5
side.Subaru
「やだぁ~久し振り!元気してた?あんな小さくて可愛かったのに、すっかり大きくなったわね~。」
「え、と…」
「私の事覚えてるかしら?ほら、良くお菓子とか上げたりして~。一緒に遊んだりもしたのよ~!」
感動の再会とばかりに、
ハイテンションで円サンに頬擦りする忍サン。
上司…しかも女性で円サンとも知り合いみたいだったから、表情には出せないが…
内心はかなり、複雑だった。
けれど当の円サンは、
彼女の事を全く思い出せない様子で。
困ったように眉根を下げ、
オロオロと言葉を濁していた。
「あ!…そっかそっかぁ~、そうよね~解んないわよね~。
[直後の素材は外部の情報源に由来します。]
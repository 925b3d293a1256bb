/*
 * Copyright 2025 Security Union LLC
 *
 * Licensed under either of
 *
 * * Apache License, Version 2.0
 *   (http://www.apache.org/licenses/LICENSE-2.0)
 * * MIT license
 *   (http://opensource.org/licenses/MIT)
 *
 * at your option.
 */

//! API token lifecycle: issue, validate, revoke and clean up.
//!
//! Plaintext tokens look like `<prefix>_<base64url(32 random bytes)>`. Only
//! `base64url(SHA-256(plaintext))` is stored, so a token can be checked but
//! never recovered.

use std::sync::Arc;

use chrono::Duration;
use uuid::Uuid;

use crate::audit::{AuditAction, AuditLog, AuditResource, AuditSink, ClientInfo};
use crate::clock::Clock;
use crate::db::{TokenStore, UserStore};
use crate::error::AuthError;
use crate::model::{ApiToken, IssuedToken, PlaintextToken, User};
use crate::scope;
use crate::secret::{random_urlsafe, sha256_urlsafe};

pub const DEFAULT_TOKEN_PREFIX: &str = "ak";
const MAX_DEVICE_NAME_LEN: usize = 100;
const WEB_SESSION_DEVICE: &str = "web";

#[derive(Debug, Clone)]
pub struct TokenSettings {
    pub prefix: String,
    pub default_ttl: Duration,
    pub max_ttl: Duration,
    pub max_per_user: usize,
}

impl Default for TokenSettings {
    fn default() -> Self {
        Self {
            prefix: DEFAULT_TOKEN_PREFIX.to_string(),
            default_ttl: Duration::days(30),
            max_ttl: Duration::days(90),
            max_per_user: 25,
        }
    }
}

/// A token that passed validation and the (redacted) user it belongs to.
#[derive(Debug, Clone)]
pub struct ValidatedToken {
    pub user: User,
    pub token: ApiToken,
}

pub struct TokenService {
    tokens: Arc<dyn TokenStore>,
    users: Arc<dyn UserStore>,
    audit: Arc<dyn AuditSink>,
    clock: Arc<dyn Clock>,
    settings: TokenSettings,
}

impl TokenService {
    pub fn new(
        tokens: Arc<dyn TokenStore>,
        users: Arc<dyn UserStore>,
        audit: Arc<dyn AuditSink>,
        clock: Arc<dyn Clock>,
        settings: TokenSettings,
    ) -> Self {
        Self {
            tokens,
            users,
            audit,
            clock,
            settings,
        }
    }

    pub fn settings(&self) -> &TokenSettings {
        &self.settings
    }

    fn entry(&self, action: AuditAction, client: &ClientInfo) -> AuditLog {
        AuditLog::new(action, AuditResource::Token, self.clock.now()).client(client)
    }

    /// Issue a new token for `user_id`. The plaintext in the returned
    /// [`IssuedToken`] is the only copy that will ever exist.
    pub async fn create(
        &self,
        user_id: Uuid,
        device_name: &str,
        scopes: Vec<String>,
        expires_in: Option<Duration>,
        created_by: Uuid,
        client: &ClientInfo,
    ) -> Result<IssuedToken, AuthError> {
        let failed = |reason: &str| {
            self.entry(AuditAction::TokenCreated, client)
                .user(Some(user_id))
                .failed(reason)
        };

        let Some(user) = self.users.get_user(user_id).await? else {
            self.audit.record(failed("user_not_found")).await;
            return Err(AuthError::UserNotFound);
        };
        if !user.active {
            self.audit.record(failed("inactive_user")).await;
            return Err(AuthError::InactiveUser);
        }

        let device_name = device_name.trim();
        if device_name.is_empty() || device_name.chars().count() > MAX_DEVICE_NAME_LEN {
            self.audit.record(failed("invalid_device_name")).await;
            return Err(AuthError::InvalidRequest(format!(
                "device name must be 1 to {MAX_DEVICE_NAME_LEN} characters"
            )));
        }

        let mut scopes = if scopes.is_empty() {
            scope::allowed_for(user.role)
        } else {
            scopes
        };
        scopes.sort();
        scopes.dedup();
        if let Some(bad) = scope::first_disallowed(user.role, &scopes) {
            let bad = bad.to_string();
            self.audit
                .record(failed("scope_not_allowed").meta("scope", &bad))
                .await;
            return Err(AuthError::ScopeNotAllowed(bad));
        }

        let ttl = match expires_in {
            None => self.settings.default_ttl,
            Some(ttl) if ttl <= Duration::zero() => {
                self.audit.record(failed("invalid_expiry")).await;
                return Err(AuthError::InvalidRequest(
                    "expiry must be positive".to_string(),
                ));
            }
            Some(ttl) => ttl.min(self.settings.max_ttl),
        };

        let active = self
            .tokens
            .count_active_tokens_for_user(user_id, self.clock.now())
            .await?;
        if active >= self.settings.max_per_user {
            self.audit.record(failed("too_many_tokens")).await;
            return Err(AuthError::TooManyTokens(self.settings.max_per_user));
        }

        self.issue(user_id, device_name, scopes, ttl, created_by, client)
            .await
    }

    /// Token for the browser `session` cookie after a federated login. It
    /// carries every scope the role allows and is not subject to the per-user
    /// cap, so repeated logins cannot lock a user out.
    pub async fn issue_web_session(
        &self,
        user: &User,
        ttl: Duration,
        client: &ClientInfo,
    ) -> Result<IssuedToken, AuthError> {
        if !user.active {
            return Err(AuthError::InactiveUser);
        }
        self.issue(
            user.id,
            WEB_SESSION_DEVICE,
            scope::allowed_for(user.role),
            ttl.min(self.settings.max_ttl),
            user.id,
            client,
        )
        .await
    }

    async fn issue(
        &self,
        user_id: Uuid,
        device_name: &str,
        scopes: Vec<String>,
        ttl: Duration,
        created_by: Uuid,
        client: &ClientInfo,
    ) -> Result<IssuedToken, AuthError> {
        let now = self.clock.now();
        let plaintext = format!("{}_{}", self.settings.prefix, random_urlsafe());
        let token = ApiToken {
            id: Uuid::new_v4(),
            user_id,
            token_hash: sha256_urlsafe(&plaintext),
            device_name: device_name.to_string(),
            scopes,
            expires_at: now + ttl,
            created_at: now,
            created_by,
            last_used: None,
            revoked_at: None,
        };
        self.tokens.create_token(&token).await?;

        self.audit
            .record(
                self.entry(AuditAction::TokenCreated, client)
                    .user(Some(user_id))
                    .resource_id(token.id)
                    .meta("device_name", &token.device_name)
                    .meta("scopes", token.scopes.join(" "))
                    .meta("created_by", created_by),
            )
            .await;
        tracing::info!(user_id = %user_id, token_id = %token.id, "issued API token");

        Ok(IssuedToken {
            token,
            plaintext: PlaintextToken::new(plaintext),
        })
    }

    /// Resolve a presented plaintext token to its user, optionally requiring
    /// a scope. Unknown and malformed tokens are rejected without an audit
    /// entry since there is no token to attribute the attempt to.
    pub async fn validate(
        &self,
        plaintext: &str,
        required_scope: Option<&str>,
        client: &ClientInfo,
    ) -> Result<ValidatedToken, AuthError> {
        let well_formed = plaintext
            .strip_prefix(self.settings.prefix.as_str())
            .and_then(|rest| rest.strip_prefix('_'))
            .is_some_and(|secret| !secret.is_empty());
        if !well_formed {
            return Err(AuthError::InvalidToken);
        }

        let Some(token) = self
            .tokens
            .get_token_by_hash(&sha256_urlsafe(plaintext))
            .await?
        else {
            return Err(AuthError::InvalidToken);
        };

        let now = self.clock.now();
        let used = || {
            self.entry(AuditAction::TokenUsed, client)
                .user(Some(token.user_id))
                .resource_id(token.id)
        };

        if !token.is_valid(now) {
            let reason = if token.is_revoked() { "revoked" } else { "expired" };
            self.audit.record(used().failed(reason)).await;
            return Err(AuthError::InvalidToken);
        }

        if let Some(required) = required_scope {
            if !token.has_scope(required) {
                self.audit
                    .record(used().meta("scope", required).failed("insufficient_scope"))
                    .await;
                return Err(AuthError::InsufficientScope(required.to_string()));
            }
        }

        let user = match self.users.get_user(token.user_id).await {
            Ok(Some(user)) => user,
            Ok(None) => {
                self.audit.record(used().failed("user_not_found")).await;
                return Err(AuthError::UserNotFound);
            }
            Err(e) => {
                self.audit.record(used().failed("user_lookup_failed")).await;
                return Err(e.into());
            }
        };
        if !user.active {
            self.audit.record(used().failed("inactive_user")).await;
            return Err(AuthError::InactiveUser);
        }

        if let Err(e) = self.tokens.update_last_used(token.id, now).await {
            tracing::warn!(token_id = %token.id, "failed to record token use: {e}");
        }

        let mut entry = used();
        if let Some(required) = required_scope {
            entry = entry.meta("scope", required);
        }
        self.audit.record(entry).await;

        Ok(ValidatedToken {
            user: user.redacted(),
            token: ApiToken {
                last_used: Some(now),
                ..token
            },
        })
    }

    /// Revoke one token. Non-admins may only revoke their own; a foreign id
    /// looks exactly like an unknown one. Revoking twice succeeds.
    pub async fn revoke(
        &self,
        token_id: Uuid,
        acting: &User,
        client: &ClientInfo,
    ) -> Result<(), AuthError> {
        let entry = self
            .entry(AuditAction::TokenRevoked, client)
            .user(Some(acting.id))
            .resource_id(token_id);

        let token = match self.tokens.get_token(token_id).await? {
            Some(token) if token.user_id == acting.id || acting.is_admin() => token,
            _ => {
                self.audit.record(entry.failed("not_found")).await;
                return Err(AuthError::InvalidToken);
            }
        };

        let changed = self.tokens.revoke_token(token.id, self.clock.now()).await?;
        self.audit
            .record(
                entry
                    .meta("owner", token.user_id)
                    .meta("already_revoked", !changed),
            )
            .await;
        if changed {
            tracing::info!(token_id = %token.id, revoked_by = %acting.id, "revoked API token");
        }
        Ok(())
    }

    /// Revoke every live token of `user_id`. Returns how many changed.
    pub async fn revoke_all(&self, user_id: Uuid, client: &ClientInfo) -> Result<u64, AuthError> {
        let revoked = self
            .tokens
            .revoke_all_for_user(user_id, self.clock.now())
            .await?;
        self.audit
            .record(
                self.entry(AuditAction::TokenRevokedAll, client)
                    .user(Some(user_id))
                    .meta("revoked", revoked),
            )
            .await;
        tracing::info!(user_id = %user_id, revoked, "revoked all API tokens");
        Ok(revoked)
    }

    pub async fn list(&self, user_id: Uuid) -> Result<Vec<ApiToken>, AuthError> {
        Ok(self.tokens.list_tokens_for_user(user_id).await?)
    }

    /// Hard-delete tokens that expired more than `older_than` ago.
    pub async fn cleanup_expired_tokens(&self, older_than: Duration) -> Result<u64, AuthError> {
        let deleted = self
            .tokens
            .delete_tokens_expired_before(self.clock.now() - older_than)
            .await?;
        self.audit_cleanup("expired", deleted).await;
        Ok(deleted)
    }

    /// Hard-delete tokens revoked more than `older_than` ago.
    pub async fn cleanup_revoked_tokens(&self, older_than: Duration) -> Result<u64, AuthError> {
        let deleted = self
            .tokens
            .delete_tokens_revoked_before(self.clock.now() - older_than)
            .await?;
        self.audit_cleanup("revoked", deleted).await;
        Ok(deleted)
    }

    async fn audit_cleanup(&self, kind: &str, deleted: u64) {
        if deleted == 0 {
            return;
        }
        self.audit
            .record(
                AuditLog::new(AuditAction::TokenCleanup, AuditResource::Token, self.clock.now())
                    .meta("kind", kind)
                    .meta("deleted", deleted),
            )
            .await;
        tracing::info!(kind, deleted, "removed API tokens past retention");
    }
}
」
そこでハッと何かに気付いたよう、忍サンはぽんと手を打って。
自分だけ納得して、
ウンウンと頷いた忍サン。
更に何か言おうとして、口を開きかけたんだけど───…
「オーナー、ちょっとこっちお願いしま~す。」
「…あらら呼ばれちゃったわ。ごめんなさいね、円ちゃん。また今度ゆっくり話しましょうね~。じゃあ、昴くんも頑張ってね。」
店の奥からスタッフに呼ばれ、
残念そうに苦笑すると…
忍サンは去り際、
俺に向かってこなれたウィンクを飛ばし…
優雅に去って行った。
そんな一連の行動に、暫し茫然とするものの。
俺は気を取り直し、
もう一度円サンの方へと向き直った。
「そう言えば円サン、何か用があったんじゃ…」
けれど円サンは、
更に表情を曇らせていて…
「あ、ううん…今日はもう…帰るねっ!」
そう告げると、俺が制止する声も聞かず。
まるで逃げるかのように…
何気に後ろに立っていたゴミを無理やり引っ張って、レジへと向かってしまった。
去り際にゴミ虫が、
何か円サンに耳打ちしていて。
「もうっ、うるさい!」
「あだっ!」
珍しくも円サンが、怒ったようにソイツをグーで殴り飛ばしたかと思うと…
一度も俺を振り返る事も無く、
足早に店を出て行ってしまった。
「まどか、帰ったのか?」
「え……あ、ああ…」
奥から顔を出した晃亮に、
曖昧な返事をするも落ち着かず…
(…なんだ、今の……)
モヤモヤと蠢く、黒い感情。
気のせいだって思いたい。
けど今の円サンの態度は、明らかにおかしかった。
帰ると言い出した時、
一度も目を合わせてくれなかったし…。
体調でも悪かったのかもって…色々考えてみるが。
ゴミと話してた円サンは、そんな風には見えなかったし…。
俺が初めて好きになった人。
自分がこんなにも欲深いと知ったのは…
貴方と再会したあの日から。
(円サン…)
解ってる、
そんな気にするような事じゃない。
ダチとのやり取りも、
さっきの忍サンとの接触も。
日常的に、当たり前な事…
いちいち気にしてたらキリがないんだ。
(こんなんで、耐え切れるんだろうか…)
俺だけ見て、俺だけ感じて
誰にも触れないで、
触れさせないで─────…
そんな邪な心に、
支配されそうにな自分が…怖い。
初めて貴方に目を逸らされただけで俺は…
こんなにも、心乱されてしまうから。
その日バイトから帰宅した後、
円サンは普通に接してはくれてたけど…
よそよそしさは、拭えなくて。
ぎこちないまま、
同じベッドで背を向けられて…
重く永い1日が…いつの間にか、終わりを告げた。